TRY IT >>
Reproduce all the entries exactly.

Saved entries >>
◆ ◆ ◆

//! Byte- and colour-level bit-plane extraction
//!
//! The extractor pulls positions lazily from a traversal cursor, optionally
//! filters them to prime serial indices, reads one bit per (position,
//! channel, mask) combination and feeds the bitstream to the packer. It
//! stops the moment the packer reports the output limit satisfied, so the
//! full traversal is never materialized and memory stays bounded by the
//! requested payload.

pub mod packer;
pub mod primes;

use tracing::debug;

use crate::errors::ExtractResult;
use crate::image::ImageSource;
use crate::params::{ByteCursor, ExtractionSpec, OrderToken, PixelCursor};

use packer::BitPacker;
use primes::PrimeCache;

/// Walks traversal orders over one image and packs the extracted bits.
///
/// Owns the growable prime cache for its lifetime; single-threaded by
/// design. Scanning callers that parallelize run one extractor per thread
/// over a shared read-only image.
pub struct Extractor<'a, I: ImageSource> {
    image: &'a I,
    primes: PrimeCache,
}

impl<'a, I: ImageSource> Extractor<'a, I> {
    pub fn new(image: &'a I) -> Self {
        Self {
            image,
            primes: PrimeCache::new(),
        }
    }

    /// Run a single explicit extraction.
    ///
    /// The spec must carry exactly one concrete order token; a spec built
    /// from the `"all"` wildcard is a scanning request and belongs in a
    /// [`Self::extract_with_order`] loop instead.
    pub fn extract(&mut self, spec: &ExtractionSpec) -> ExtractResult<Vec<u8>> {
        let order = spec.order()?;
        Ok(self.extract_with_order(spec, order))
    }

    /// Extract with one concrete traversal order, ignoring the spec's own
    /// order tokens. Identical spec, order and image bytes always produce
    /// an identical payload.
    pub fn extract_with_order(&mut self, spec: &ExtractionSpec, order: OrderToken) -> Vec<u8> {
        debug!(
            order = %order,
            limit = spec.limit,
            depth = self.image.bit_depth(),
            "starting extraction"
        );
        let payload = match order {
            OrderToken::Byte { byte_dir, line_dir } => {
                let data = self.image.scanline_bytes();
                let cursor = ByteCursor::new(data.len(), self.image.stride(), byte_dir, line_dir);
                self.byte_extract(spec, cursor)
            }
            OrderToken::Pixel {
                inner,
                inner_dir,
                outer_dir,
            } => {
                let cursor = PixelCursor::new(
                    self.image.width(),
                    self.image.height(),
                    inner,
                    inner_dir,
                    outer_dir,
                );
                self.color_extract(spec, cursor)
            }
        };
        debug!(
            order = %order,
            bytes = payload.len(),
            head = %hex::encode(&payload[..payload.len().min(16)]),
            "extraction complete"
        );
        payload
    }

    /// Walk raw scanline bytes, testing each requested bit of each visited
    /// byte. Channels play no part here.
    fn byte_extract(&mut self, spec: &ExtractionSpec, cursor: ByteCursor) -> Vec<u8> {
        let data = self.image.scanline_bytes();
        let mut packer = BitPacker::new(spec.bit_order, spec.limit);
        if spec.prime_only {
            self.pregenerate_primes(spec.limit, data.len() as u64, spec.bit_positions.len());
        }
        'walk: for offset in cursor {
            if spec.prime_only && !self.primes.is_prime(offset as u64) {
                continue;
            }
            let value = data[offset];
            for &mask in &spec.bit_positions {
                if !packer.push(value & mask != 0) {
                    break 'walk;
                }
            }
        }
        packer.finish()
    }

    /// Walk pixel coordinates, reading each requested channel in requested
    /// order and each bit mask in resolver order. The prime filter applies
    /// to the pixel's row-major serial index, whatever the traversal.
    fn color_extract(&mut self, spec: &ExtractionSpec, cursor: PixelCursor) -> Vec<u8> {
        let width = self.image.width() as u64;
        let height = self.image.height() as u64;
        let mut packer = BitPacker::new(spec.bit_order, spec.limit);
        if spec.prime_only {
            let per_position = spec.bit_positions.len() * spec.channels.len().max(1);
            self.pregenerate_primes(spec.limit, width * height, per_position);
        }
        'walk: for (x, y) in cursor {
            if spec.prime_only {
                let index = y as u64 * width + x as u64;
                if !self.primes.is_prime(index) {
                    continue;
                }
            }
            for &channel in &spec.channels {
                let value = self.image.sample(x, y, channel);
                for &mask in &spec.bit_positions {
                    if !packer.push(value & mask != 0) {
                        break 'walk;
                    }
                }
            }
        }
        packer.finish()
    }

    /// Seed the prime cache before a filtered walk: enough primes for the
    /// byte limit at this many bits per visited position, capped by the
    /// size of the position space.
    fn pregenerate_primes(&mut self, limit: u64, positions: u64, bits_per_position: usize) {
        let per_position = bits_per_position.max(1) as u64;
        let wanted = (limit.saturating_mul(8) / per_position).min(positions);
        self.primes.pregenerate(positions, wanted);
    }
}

◆ ◆ ◆

RESULT FOR THIS EXERCISE >>
//! Byte- and colour-level bit-plane extraction
//!
//! The extractor pulls positions lazily from a traversal cursor, optionally
//! filters them to prime serial indices, reads one bit per (position,
//! channel, mask) combination and feeds the bitstream to the packer. It
//! stops the moment the packer reports the output limit satisfied, so the
//! full traversal is never materialized and memory stays bounded by the
//! requested payload.

pub mod packer;
pub mod primes;

use tracing::debug;

use crate::errors::ExtractResult;
use crate::image::ImageSource;
use crate::params::{ByteCursor, ExtractionSpec, OrderToken, PixelCursor};

use packer::BitPacker;
use primes::PrimeCache;

/// Walks traversal orders over one image and packs the extracted bits.
///
/// Owns the growable prime cache for its lifetime; single-threaded by
/// design. Scanning callers that parallelize run one extractor per thread
/// over a shared read-only image.
pub struct Extractor<'a, I: ImageSource> {
    image: &'a I,
    primes: PrimeCache,
}

impl<'a, I: ImageSource> Extractor<'a, I> {
    pub fn new(image: &'a I) -> Self {
        Self {
            image,
            primes: PrimeCache::new(),
        }
    }

    /// Run a single explicit extraction.
    ///
    /// The spec must carry exactly one concrete order token; a spec built
    /// from the `"all"` wildcard is a scanning request and belongs in a
    /// [`Self::extract_with_order`] loop instead.
    pub fn extract(&mut self, spec: &ExtractionSpec) -> ExtractResult<Vec<u8>> {
        let order = spec.order()?;
        Ok(self.extract_with_order(spec, order))
    }

    /// Extract with one concrete traversal order, ignoring the spec's own
    /// order tokens. Identical spec, order and image bytes always produce
    /// an identical payload.
    pub fn extract_with_order(&mut self, spec: &ExtractionSpec, order: OrderToken) -> Vec<u8> {
        debug!(
            order = %order,
            limit = spec.limit,
            depth = self.image.bit_depth(),
            "starting extraction"
        );
        let payload = match order {
            OrderToken::Byte { byte_dir, line_dir } => {
                let data = self.image.scanline_bytes();
                let cursor = ByteCursor::new(data.len(), self.image.stride(), byte_dir, line_dir);
                self.byte_extract(spec, cursor)
            }
            OrderToken::Pixel {
                inner,
                inner_dir,
                outer_dir,
            } => {
                let cursor = PixelCursor::new(
                    self.image.width(),
                    self.image.height(),
                    inner,
                    inner_dir,
                    outer_dir,
                );
                self.color_extract(spec, cursor)
            }
        };
        debug!(
            order = %order,
            bytes = payload.len(),
            head = %hex::encode(&payload[..payload.len().min(16)]),
            "extraction complete"
        );
        payload
    }

    /// Walk raw scanline bytes, testing each requested bit of each visited
    /// byte. Channels play no part here.
    fn byte_extract(&mut self, spec: &ExtractionSpec, cursor: ByteCursor) -> Vec<u8> {
        let data = self.image.scanline_bytes();
        let mut packer = BitPacker::new(spec.bit_order, spec.limit);
        if spec.prime_only {
            self.pregenerate_primes(spec.limit, data.len() as u64, spec.bit_positions.len());
        }
        'walk: for offset in cursor {
            if spec.prime_only && !self.primes.is_prime(offset as u64) {
                continue;
            }
            let value = data[offset];
            for &mask in &spec.bit_positions {
                if !packer.push(value & mask != 0) {
                    break 'walk;
                }
            }
        }
        packer.finish()
    }

    /// Walk pixel coordinates, reading each requested channel in requested
    /// order and each bit mask in resolver order. The prime filter applies
    /// to the pixel's row-major serial index, whatever the traversal.
    fn color_extract(&mut self, spec: &ExtractionSpec, cursor: PixelCursor) -> Vec<u8> {
        let width = self.image.width() as u64;
        let height = self.image.height() as u64;
        let mut packer = BitPacker::new(spec.bit_order, spec.limit);
        if spec.prime_only {
            let per_position = spec.bit_positions.len() * spec.channels.len().max(1);
            self.pregenerate_primes(spec.limit, width * height, per_position);
        }
        'walk: for (x, y) in cursor {
            if spec.prime_only {
                let index = y as u64 * width + x as u64;
                if !self.primes.is_prime(index) {
                    continue;
                }
            }
            for &channel in &spec.channels {
                let value = self.image.sample(x, y, channel);
                for &mask in &spec.bit_positions {
                    if !packer.push(value & mask != 0) {
                        break 'walk;
                    }
                }
            }
        }
        packer.finish()
    }

    /// Seed the prime cache before a filtered walk: enough primes for the
    /// byte limit at this many bits per visited position, capped by the
    /// size of the position space.
    fn pregenerate_primes(&mut self, limit: u64, positions: u64, bits_per_position: usize) {
        let per_position = bits_per_position.max(1) as u64;
        let wanted = (limit.saturating_mul(8) / per_position).min(positions);
        self.primes.pregenerate(positions, wanted);
    }
}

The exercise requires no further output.